Book Synopsis A Global Conceptual History of Asia, 1860–1940 by : Hagen Schulz-Forberg
Download or read book A Global Conceptual History of Asia, 1860–1940 written by Hagen Schulz-Forberg and published by Routledge. This book was released on 2015-10-06 with total page 339 pages. Available in PDF, EPUB and Kindle. Book excerpt: Contributors to this volume explore the changing concepts of the social and the economic during a period of fundamental change across Asia. They challenge accepted explanations of how Western knowledge spread through Asia and show how versatile Asian intellectuals were in introducing European concepts and in blending them with local traditions.
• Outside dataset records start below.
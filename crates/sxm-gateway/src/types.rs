//! Request and response types at the gateway boundary.

use rust_decimal::Decimal;
use serde::{Deserialize, Serialize};
use sxm_core::{ClientOrderId, OrderSide, OrderType, Price, Size, Symbol};

/// Position as reported by the exchange.
#[derive(Debug, Clone, PartialEq, Eq)]
pub struct PositionInfo {
    /// Signed quantity (positive = long, negative = short).
    pub qty: Decimal,
    /// Unrealized PnL in quote currency.
    pub upnl: Decimal,
}

impl PositionInfo {
    pub fn new(qty: Decimal, upnl: Decimal) -> Self {
        Self { qty, upnl }
    }

    pub fn flat() -> Self {
        Self::new(Decimal::ZERO, Decimal::ZERO)
    }
}

/// Open order as reported by the exchange.
#[derive(Debug, Clone, PartialEq, Eq)]
pub struct OpenOrderInfo {
    pub cl_ord_id: ClientOrderId,
    pub side: OrderSide,
    pub price: Price,
    pub qty: Size,
}

/// Order submission. Price and quantity are already tick/lot aligned and
/// rendered with the instrument's fixed decimals.
#[derive(Debug, Clone, PartialEq, Eq, Serialize)]
pub struct NewOrderRequest {
    pub symbol: Symbol,
    pub side: OrderSide,
    pub order_type: OrderType,
    pub qty: String,
    /// `None` for market orders.
    #[serde(skip_serializing_if = "Option::is_none")]
    pub price: Option<String>,
    pub time_in_force: &'static str,
    pub reduce_only: bool,
    pub cl_ord_id: ClientOrderId,
}

impl NewOrderRequest {
    /// Resting good-til-cancelled limit order.
    pub fn limit(
        symbol: Symbol,
        side: OrderSide,
        qty: String,
        price: String,
        cl_ord_id: ClientOrderId,
    ) -> Self {
        Self {
            symbol,
            side,
            order_type: OrderType::Limit,
            qty,
            price: Some(price),
            time_in_force: "gtc",
            reduce_only: false,
            cl_ord_id,
        }
    }

    /// Reduce-only immediate-or-cancel market order.
    pub fn reduce_only_market(
        symbol: Symbol,
        side: OrderSide,
        qty: String,
        cl_ord_id: ClientOrderId,
    ) -> Self {
        Self {
            symbol,
            side,
            order_type: OrderType::Market,
            qty,
            price: None,
            time_in_force: "ioc",
            reduce_only: true,
            cl_ord_id,
        }
    }
}

/// Exchange acknowledgment of an order submission.
#[derive(Debug, Clone, Default, PartialEq, Deserialize)]
pub struct OrderAck {
    #[serde(default)]
    pub code: Option<i64>,
    #[serde(default)]
    pub message: Option<String>,
    #[serde(default)]
    pub id: Option<serde_json::Value>,
}

impl OrderAck {
    pub fn accepted() -> Self {
        Self {
            code: Some(0),
            message: None,
            id: None,
        }
    }

    pub fn rejected(code: i64, message: impl Into<String>) -> Self {
        Self {
            code: Some(code),
            message: Some(message.into()),
            id: None,
        }
    }

    /// Code 0, or the presence of an order id, signals acceptance.
    pub fn is_accepted(&self) -> bool {
        self.code == Some(0) || self.id.as_ref().is_some_and(|id| !id.is_null())
    }

    /// Human-readable rejection reason for logs and alerts.
    pub fn reason(&self) -> String {
        match (&self.code, &self.message) {
            (_, Some(message)) => message.clone(),
            (Some(code), None) => format!("code {code}"),
            (None, None) => "no code in response".to_string(),
        }
    }
}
Book Synopsis A History of Professional Economists and Policymaking in the United States by : Jonathan S. Franklin
Download or read book A History of Professional Economists and Policymaking in the United States written by Jonathan S. Franklin and published by Routledge. This book was released on 2016-03-02 with total page 187 pages. Available in PDF, EPUB and Kindle. Book excerpt: Over the course of the twentieth century, professional economists have become a feature in the policymaking process and have slowly changed the way we think about work, governance, and economic justice. However, they have also been a frustrating, paradoxical, and in recent years, controversial fixture in American public life. This book focuses on the emergence and growth of professional economics in the U.S., examining the challenges early professional economists faced, which foreshadowed obstacles throughout the twentieth century. From the founding of the American Economic Association in 1885 to the depths of the Great Depression, this volume illustrates why some of the most optimistic and capable economic minds struggled to help smooth economic transitions and tame market fluctuations. Drawing on archival research and secondary sources, the text explores the emergence of professional economics in the United States and explains how economists came to be ‘irrelevant geniuses’. This book is well suited for those who study and are interested in American history, the history of economic thought and policy history.
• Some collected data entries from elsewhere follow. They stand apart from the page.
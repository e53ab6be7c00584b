//! Position risk controls.
//!
//! - Hard cap: quoting pauses once |position| reaches max
//! - Profit-taking: above 70% of max and in profit, cut back to 50% of max
//! - Force-flat: interval gate for the periodic cancel-all-and-close check

use rust_decimal::Decimal;
use rust_decimal_macros::dec;
use sxm_core::{OrderSide, Size};

/// Profit-taking triggers when |position| is strictly above this share of max.
pub const REDUCE_THRESHOLD_RATIO: Decimal = dec!(0.7);

/// Profit-taking cuts |position| back to this share of max.
pub const REDUCE_TARGET_RATIO: Decimal = dec!(0.5);

/// |position| at or above max.
pub fn position_cap_reached(position: Decimal, max_position: Decimal) -> bool {
    position.abs() >= max_position
}

/// |position| strictly above the profit-taking threshold.
pub fn reduce_threshold_exceeded(position: Decimal, max_position: Decimal) -> bool {
    position.abs() > max_position * REDUCE_THRESHOLD_RATIO
}

/// A reduce-only market order that brings the position back to target.
#[derive(Debug, Clone, Copy, PartialEq, Eq)]
pub struct ReductionPlan {
    pub side: OrderSide,
    pub qty: Size,
}

impl ReductionPlan {
    /// Signed position change (negative when selling).
    pub fn signed_qty(&self) -> Decimal {
        match self.side {
            OrderSide::Buy => self.qty.inner(),
            OrderSide::Sell => -self.qty.inner(),
        }
    }
}

/// Plan a profit-taking reduction from a fresh position query.
///
/// `None` when the position is at or under the threshold, when unrealized
/// PnL is not positive, or when the lot-floored quantity is zero.
pub fn plan_reduction(
    position: Decimal,
    upnl: Decimal,
    max_position: Decimal,
    lot_size: Size,
) -> Option<ReductionPlan> {
    if !reduce_threshold_exceeded(position, max_position) || upnl <= Decimal::ZERO {
        return None;
    }
    let target = max_position * REDUCE_TARGET_RATIO;
    let qty = Size::new(position.abs() - target).round_to_lot(lot_size);
    if !qty.is_positive() {
        return None;
    }
    let side = OrderSide::closing(position)?;
    Some(ReductionPlan { side, qty })
}

/// Interval gate for the force-flat check.
///
/// The first poll fires immediately. A poll that fires re-arms the gate at
/// that instant whatever the check then does.
#[derive(Debug, Clone)]
pub struct ForceFlatGate {
    interval_ms: u64,
    last_check_ms: Option<u64>,
}

impl ForceFlatGate {
    /// `interval_sec = 0` disables the gate.
    pub fn new(interval_sec: u64) -> Self {
        Self {
            interval_ms: interval_sec.saturating_mul(1_000),
            last_check_ms: None,
        }
    }

    pub fn is_enabled(&self) -> bool {
        self.interval_ms > 0
    }

    /// True when a check is due at `now_ms`.
    pub fn poll(&mut self, now_ms: u64) -> bool {
        if !self.is_enabled() {
            return false;
        }
        if let Some(last) = self.last_check_ms {
            if now_ms.saturating_sub(last) < self.interval_ms {
                return false;
            }
        }
        self.last_check_ms = Some(now_ms);
        true
    }
}
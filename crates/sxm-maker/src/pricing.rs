//! Quote price alignment.
//!
//! Bids floor and asks ceil to the tick grid, so the quoted distance from
//! the last price is never tighter than configured.

use rust_decimal::Decimal;
use sxm_core::{InstrumentSpec, OrderSide, Price};

/// Tick-aligned quote price `distance_bps` away from `last`.
pub fn quote_price(
    side: OrderSide,
    last: Price,
    distance_bps: Decimal,
    spec: &InstrumentSpec,
) -> Price {
    match side {
        OrderSide::Buy => last.offset_bps(-distance_bps).floor_to_tick(spec.tick_size),
        OrderSide::Sell => last.offset_bps(distance_bps).ceil_to_tick(spec.tick_size),
    }
}
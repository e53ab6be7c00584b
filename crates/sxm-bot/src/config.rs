//! Application configuration.
//!
//! The quoting parameters sit at the top level of the file next to the
//! `wallet` section; transport, alerting and logging have their own
//! sections with defaults. YAML (`.yaml`/`.yml`) and TOML (`.toml`) are
//! both accepted.

use std::path::Path;

use serde::{Deserialize, Serialize};
use sxm_feed::FeedConfig;
use sxm_gateway::GatewayConfig;
use sxm_maker::MakerConfig;
use sxm_telemetry::NotifyConfig;
use zeroize::{Zeroize, ZeroizeOnDrop};

use crate::error::{AppError, AppResult};

/// Wallet identity used by the authentication layer.
///
/// The private key is wiped on drop and never printed.
#[derive(Clone, Deserialize, Serialize, Zeroize, ZeroizeOnDrop)]
pub struct WalletConfig {
    #[serde(default = "default_chain")]
    pub chain: String,

    /// Usually supplied via `SXM_PRIVATE_KEY`.
    #[serde(default, skip_serializing)]
    pub private_key: String,
}

fn default_chain() -> String {
    "bsc".to_string()
}

impl Default for WalletConfig {
    fn default() -> Self {
        Self {
            chain: default_chain(),
            private_key: String::new(),
        }
    }
}

impl std::fmt::Debug for WalletConfig {
    fn fmt(&self, f: &mut std::fmt::Formatter<'_>) -> std::fmt::Result {
        f.debug_struct("WalletConfig")
            .field("chain", &self.chain)
            .field("private_key", &"<redacted>")
            .finish()
    }
}

/// Logging settings.
#[derive(Debug, Clone, Deserialize, Serialize)]
pub struct TelemetryConfig {
    /// Default filter when `RUST_LOG` is unset.
    #[serde(default = "default_log_level")]
    pub log_level: String,
}

fn default_log_level() -> String {
    "info".to_string()
}

impl Default for TelemetryConfig {
    fn default() -> Self {
        Self {
            log_level: default_log_level(),
        }
    }
}

/// Full application configuration.
#[derive(Debug, Clone, Deserialize, Serialize)]
pub struct AppConfig {
    #[serde(default)]
    pub wallet: WalletConfig,

    #[serde(flatten)]
    pub maker: MakerConfig,

    #[serde(default)]
    pub gateway: GatewayConfig,

    #[serde(default)]
    pub feed: FeedConfig,

    #[serde(default)]
    pub notify: NotifyConfig,

    #[serde(default)]
    pub telemetry: TelemetryConfig,
}

impl AppConfig {
    /// Load from a file, apply environment overrides and validate.
    pub fn from_file(path: &str) -> AppResult<Self> {
        let content = std::fs::read_to_string(path)
            .map_err(|e| AppError::Config(format!("Failed to read config {path}: {e}")))?;

        let mut config = Self::parse(&content, path)?;
        config.apply_env(|key| std::env::var(key).ok());
        config.validate()?;
        Ok(config)
    }

    /// Parse file content, picking the format from the file extension.
    pub fn parse(content: &str, path: &str) -> AppResult<Self> {
        let extension = Path::new(path)
            .extension()
            .and_then(|e| e.to_str())
            .map(str::to_ascii_lowercase);

        match extension.as_deref() {
            Some("yaml") | Some("yml") => serde_yaml::from_str(content)
                .map_err(|e| AppError::Config(format!("Failed to parse YAML config: {e}"))),
            Some("toml") => toml::from_str(content)
                .map_err(|e| AppError::Config(format!("Failed to parse TOML config: {e}"))),
            _ => Err(AppError::Config(format!(
                "Unsupported config format for {path} (expected .yaml, .yml or .toml)"
            ))),
        }
    }

    /// Secrets and endpoints from the environment win over the file.
    ///
    /// - `SXM_PRIVATE_KEY` -> `wallet.private_key`
    /// - `SXM_API_TOKEN` -> `gateway.api_token`
    /// - `NOTIFY_URL` / `NOTIFY_API_KEY` -> `notify`
    pub fn apply_env(&mut self, lookup: impl Fn(&str) -> Option<String>) {
        let non_empty = |key: &str| lookup(key).filter(|v| !v.trim().is_empty());

        if let Some(key) = non_empty("SXM_PRIVATE_KEY") {
            self.wallet.private_key.zeroize();
            self.wallet.private_key = key;
        }
        if let Some(token) = non_empty("SXM_API_TOKEN") {
            self.gateway.api_token = Some(token);
        }
        if let Some(url) = non_empty("NOTIFY_URL") {
            self.notify.url = Some(url);
        }
        if let Some(key) = non_empty("NOTIFY_API_KEY") {
            self.notify.api_key = Some(key);
        }
    }

    pub fn validate(&self) -> AppResult<()> {
        self.maker
            .validate()
            .map_err(|e| AppError::Config(e.to_string()))?;
        if self.gateway.timeout_ms == 0 {
            return Err(AppError::Config("gateway.timeout_ms must be positive".to_string()));
        }
        Ok(())
    }
}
Book Synopsis Commercial Networks and European Cities, 1400–1800 by : Andrea Caracausi
Download or read book Commercial Networks and European Cities, 1400–1800 written by Andrea Caracausi and published by Routledge. This book was released on 2015-10-06 with total page 355 pages. Available in PDF, EPUB and Kindle. Book excerpt: Merchant networks generated trade and the exchange of goods between the cities of early modern Europe. This collection of essays analyses these commercial networks, focusing on the roles of kinship, origin, religion and business in creating and maintaining urban economies.
Book Synopsis Rural Unwed Mothers by : Mazie Hough
Download or read book Rural Unwed Mothers written by Mazie Hough and published by Routledge. This book was released on 2015-10-06 with total page 242 pages. Available in PDF, EPUB and Kindle. Book excerpt: Drawing extensively from agency records, newspaper accounts, sociological studies and court documents, Hough explores the experiences of rural white unwed mothers in Maine and Tennessee.